The Nuclear Fuel Cycle

• Unlike other forms of power generation such as burning natural gas, nuclear fission takes place under specific circumstances and only with certain fuels. Uranium is the most common fuel used in fission power plants, and it is mined as an ore in a similar manner as coal. It is refined by an enriching process that removes less useful uranium isotopes from the fuel. The enriched uranium can then be placed in the fuel rods of a fission reactor to generate heat.
  
  

Fission Fuel Transportation Advantages

• Unlike methane or coal burning plants, which require large amounts of fuel in order to continually generate electricity, nuclear plants require relatively small amounts of material in order to operate.
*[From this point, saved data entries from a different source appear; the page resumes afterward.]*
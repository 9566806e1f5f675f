// SPDX-License-Identifier: MIT
// Copyright 2026 Roland Dreier <roland@rolandd.dev>

//! Ride model and lifecycle states.

use crate::models::{Category, FareBreakdown, Place};
use chrono::{DateTime, Utc};
use serde::{Deserialize, Serialize};
use std::fmt;
use uuid::Uuid;

/// Ride lifecycle state.
///
/// ```text
/// Scheduled -> Pending -> Accepted -> InProgress -> Completed
///                 |           |
///                 +-----------+--> Cancelled
///                 +--> NoDriversAvailable
/// ```
#[derive(Debug, Clone, Copy, PartialEq, Eq, Hash, Serialize, Deserialize)]
#[serde(rename_all = "snake_case")]
pub enum RideStatus {
    Scheduled,
    Pending,
    Accepted,
    InProgress,
    Completed,
    Cancelled,
    NoDriversAvailable,
}

impl RideStatus {
    /// Terminal states are final; a rider may hold at most one non-terminal ride.
    pub fn is_terminal(self) -> bool {
        matches!(
            self,
            RideStatus::Completed | RideStatus::Cancelled | RideStatus::NoDriversAvailable
        )
    }

    /// States in which `driver_id`/`vehicle_id` must be set.
    pub fn has_assignment(self) -> bool {
        matches!(
            self,
            RideStatus::Accepted | RideStatus::InProgress | RideStatus::Completed
        )
    }

    pub fn as_str(self) -> &'static str {
        match self {
            RideStatus::Scheduled => "scheduled",
            RideStatus::Pending => "pending",
            RideStatus::Accepted => "accepted",
            RideStatus::InProgress => "in_progress",
            RideStatus::Completed => "completed",
            RideStatus::Cancelled => "cancelled",
            RideStatus::NoDriversAvailable => "no_drivers_available",
        }
    }
}

impl fmt::Display for RideStatus {
    fn fmt(&self, f: &mut fmt::Formatter<'_>) -> fmt::Result {
        f.write_str(self.as_str())
    }
}

#[derive(Debug, Clone, Copy, PartialEq, Eq, Serialize, Deserialize)]
#[serde(rename_all = "snake_case")]
pub enum PaymentMethod {
    Cash,
    MobileMoney,
    Card,
    Wallet,
}

#[derive(Debug, Clone, Copy, PartialEq, Eq, Serialize, Deserialize)]
#[serde(rename_all = "snake_case")]
pub enum CancelledBy {
    Rider,
    Driver,
}

#[derive(Debug, Clone, PartialEq, Serialize, Deserialize)]
#[serde(rename_all = "camelCase")]
pub struct Cancellation {
    pub by: CancelledBy,
    pub actor_user_id: Uuid,
    pub reason: Option<String>,
    /// Driver that held the ride when it was cancelled after acceptance
    pub previous_driver_id: Option<Uuid>,
    pub at: DateTime<Utc>,
}

/// Settlement handoff state for completed rides.
#[derive(Debug, Clone, Copy, PartialEq, Eq, Serialize, Deserialize)]
#[serde(rename_all = "snake_case")]
pub enum SettlementStatus {
    Pending,
    Recorded,
    Failed,
}

/// One rider's transport request, from creation to a terminal state.
#[derive(Debug, Clone, Serialize, Deserialize)]
#[serde(rename_all = "camelCase")]
pub struct Ride {
    pub id: Uuid,
    pub rider_id: Uuid,
    pub driver_id: Option<Uuid>,
    pub vehicle_id: Option<Uuid>,
    pub pickup: Place,
    pub destination: Place,
    pub category: Category,
    pub payment_method: PaymentMethod,
    pub status: RideStatus,
    pub estimated_fare: f64,
    /// Quote used for `estimated_fare`, replaced by the final breakdown on completion
    pub fare_breakdown: FareBreakdown,
    /// Set on completion
    pub fare: Option<f64>,
    pub system_commission: Option<f64>,
    pub fare_approximate: bool,
    pub currency: String,
    /// Drivers notified by the last dispatch pass
    #[serde(default)]
    pub offered_to: Vec<Uuid>,
    pub cancellation: Option<Cancellation>,
    pub settlement: Option<SettlementStatus>,
    pub created_at: DateTime<Utc>,
    /// When the ride (re)entered Pending; drives expiry
    pub pending_since: Option<DateTime<Utc>>,
    pub scheduled_time: Option<DateTime<Utc>>,
    pub accepted_at: Option<DateTime<Utc>>,
    pub started_at: Option<DateTime<Utc>>,
    pub completed_at: Option<DateTime<Utc>>,
    pub updated_at: DateTime<Utc>,
}

impl Ride {
    /// Assignment fields agree with the status.
    pub fn assignment_consistent(&self) -> bool {
        let assigned = self.driver_id.is_some() && self.vehicle_id.is_some();
        let unassigned = self.driver_id.is_none() && self.vehicle_id.is_none();
        if self.status.has_assignment() {
            assigned
        } else {
            unassigned
        }
    }

    pub fn is_assigned_to(&self, driver_id: Uuid) -> bool {
        self.driver_id == Some(driver_id)
    }
}
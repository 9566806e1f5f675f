// SPDX-License-Identifier: MIT
// Copyright 2026 Roland Dreier <roland@rolandd.dev>

//! Outbound collaborators: driver notification and settlement ledger.

use crate::models::{Category, GeoPoint, PaymentMethod, Ride};
use crate::services::providers::CollaboratorError;
use async_trait::async_trait;
use dashmap::DashMap;
use serde::Serialize;
use uuid::Uuid;

/// What a candidate driver is shown when offered a ride.
#[derive(Debug, Clone, PartialEq, Serialize)]
#[serde(rename_all = "camelCase")]
pub struct RideSummary {
    pub ride_id: Uuid,
    pub category: Category,
    pub pickup_address: String,
    pub pickup: GeoPoint,
    pub destination_address: String,
    pub estimated_fare: f64,
    pub currency: String,
    pub payment_method: PaymentMethod,
}

impl From<&Ride> for RideSummary {
    fn from(ride: &Ride) -> Self {
        Self {
            ride_id: ride.id,
            category: ride.category,
            pickup_address: ride.pickup.address.clone(),
            pickup: ride.pickup.point(),
            destination_address: ride.destination.address.clone(),
            estimated_fare: ride.estimated_fare,
            currency: ride.currency.clone(),
            payment_method: ride.payment_method,
        }
    }
}

/// Push a ride offer to drivers. Best effort, at most once.
#[async_trait]
pub trait NotificationChannel: Send + Sync {
    async fn notify(
        &self,
        driver_ids: &[Uuid],
        summary: &RideSummary,
    ) -> Result<(), CollaboratorError>;
}

/// Records the commission split for a completed ride.
///
/// Implementations must be idempotent per ride id; the sweep retries
/// handoffs that failed.
#[async_trait]
pub trait SettlementLedger: Send + Sync {
    async fn record_ride_transaction(
        &self,
        ride: &Ride,
        commission: f64,
    ) -> Result<(), CollaboratorError>;
}

/// Notification channel that only logs. Used when no push service is wired.
pub struct LogNotificationChannel;

#[async_trait]
impl NotificationChannel for LogNotificationChannel {
    async fn notify(
        &self,
        driver_ids: &[Uuid],
        summary: &RideSummary,
    ) -> Result<(), CollaboratorError> {
        tracing::info!(
            ride_id = %summary.ride_id,
            drivers = ?driver_ids,
            fare = summary.estimated_fare,
            "Ride offered to drivers"
        );
        Ok(())
    }
}

/// A recorded ride transaction.
#[derive(Debug, Clone, PartialEq, Serialize)]
#[serde(rename_all = "camelCase")]
pub struct LedgerEntry {
    pub ride_id: Uuid,
    pub driver_id: Option<Uuid>,
    pub fare: f64,
    pub commission: f64,
    pub driver_earnings: f64,
    pub payment_method: PaymentMethod,
}

/// In-process ledger keyed by ride id.
#[derive(Default)]
pub struct InMemoryLedger {
    entries: DashMap<Uuid, LedgerEntry>,
}

impl InMemoryLedger {
    pub fn new() -> Self {
        Self::default()
    }

    pub fn get(&self, ride_id: Uuid) -> Option<LedgerEntry> {
        self.entries.get(&ride_id).map(|e| e.clone())
    }

    pub fn len(&self) -> usize {
        self.entries.len()
    }

    pub fn is_empty(&self) -> bool {
        self.entries.is_empty()
    }
}

#[async_trait]
impl SettlementLedger for InMemoryLedger {
    async fn record_ride_transaction(
        &self,
        ride: &Ride,
        commission: f64,
    ) -> Result<(), CollaboratorError> {
        let fare = ride
            .fare
            .ok_or_else(|| CollaboratorError::Api(format!("ride {} has no final fare", ride.id)))?;

        self.entries.entry(ride.id).or_insert_with(|| LedgerEntry {
            ride_id: ride.id,
            driver_id: ride.driver_id,
            fare,
            commission,
            driver_earnings: fare - commission,
            payment_method: ride.payment_method,
        });
        Ok(())
    }
}
// SPDX-License-Identifier: MIT
// Copyright 2026 Roland Dreier <roland@rolandd.dev>

//! Security headers middleware.

use axum::{extract::Request, http::HeaderValue, middleware::Next, response::Response};

/// Add security headers to all responses.
///
/// Responses carry live ride and location data, so nothing is cacheable.
pub async fn add_security_headers(req: Request, next: Next) -> Response {
    let mut response = next.run(req).await;
    let headers = response.headers_mut();

    headers.insert(
        "X-Content-Type-Options",
        HeaderValue::from_static("nosniff"),
    );
    headers.insert("X-Frame-Options", HeaderValue::from_static("DENY"));
    headers.insert(
        "Strict-Transport-Security",
        HeaderValue::from_static("max-age=31536000; includeSubDomains"),
    );
    headers.insert(
        "Content-Security-Policy",
        HeaderValue::from_static("default-src 'none'; frame-ancestors 'none'"),
    );
    headers.insert("Referrer-Policy", HeaderValue::from_static("no-referrer"));
    headers.insert("Cache-Control", HeaderValue::from_static("no-store"));

    response
}
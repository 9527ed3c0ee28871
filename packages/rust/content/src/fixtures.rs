//! Bundled fixture data served when the CMS is unreachable.
//!
//! The fixtures are pre-normalized (the same shape the live path
//! produces, with no re-derivation needed) and are embedded in the
//! binary so the fallback works without any filesystem or network access.

use std::sync::LazyLock;

use bulletin_shared::{Member, NewsSnapshot};

static NEWS: LazyLock<NewsSnapshot> = LazyLock::new(|| {
    serde_json::from_str(include_str!("../fixtures/news.fixture.json"))
        .expect("bundled news fixture is valid")
});

static MEMBERS: LazyLock<Vec<Member>> = LazyLock::new(|| {
    serde_json::from_str(include_str!("../fixtures/members.fixture.json"))
        .expect("bundled members fixture is valid")
});

/// The fallback announcement snapshot.
pub(crate) fn news_snapshot() -> NewsSnapshot {
    NEWS.clone()
}

/// The fallback member roster.
pub(crate) fn members() -> Vec<Member> {
    MEMBERS.clone()
}
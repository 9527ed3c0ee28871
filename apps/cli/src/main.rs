//! Bulletin CLI: content client for the association website.
//!
//! Fetches announcement and member records from the CMS, normalized and
//! ranked for display, with bundled fixture data when the CMS is down.

mod commands;

use clap::Parser;
use color_eyre::eyre::Result;

use commands::Cli;

#[tokio::main]
async fn main() -> Result<()> {
    color_eyre::install()?;
    let cli = Cli::parse();
    commands::init_tracing(&cli);
    commands::run(cli).await
}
This means that a major cost of operating power plants -- fuel transportation -- is reduced by an extreme amount. Nuclear plants can go for years between refueling and operate almost continuously with no concerns over fuel supply interruptions. The reduced fuel mass requirements are due to the fact that fission generates energy via a nuclear process where burning fuels directly generates energy through chemical processes.
  
  

Nuclear Fission and Boilers

• The actual process for turning the energy unleashed by fission into electrical current is the same as that used in hydrocarbon-powered plants. The consumption of the plant's fuel generates heat, which is transferred to water that is passed via pipes over the reactor vessel. This water turns to steam, which is then ducted through a turbine that converts the mechanical energy provided by the rapidly moving water molecules within the steam to electric current. Fission is an advantageous process in this respect relative to burning hydrocarbons because the steam can be condensed back into a liquid and reused to cool the reactor at the same time it carries more energy to the turbines.
  
  

Abundance of Fission Fuel

• Relative to hydrocarbons there is much more energy available on Earth locked within fissionable atoms. Hydrocarbons can become scarce and even run out, and as supplies decrease and demand increases, the price for fuel will increase. Uranium is abundant and takes up little space. In addition the byproducts of many nuclear fission plants can themselves be processed and reused as fuel for fission. This process further extends the supply of energy that can be derived from the fission of uranium relative to hydrocarbons or even perfectly renewable power sources, which are dependent on weather conditions to operate.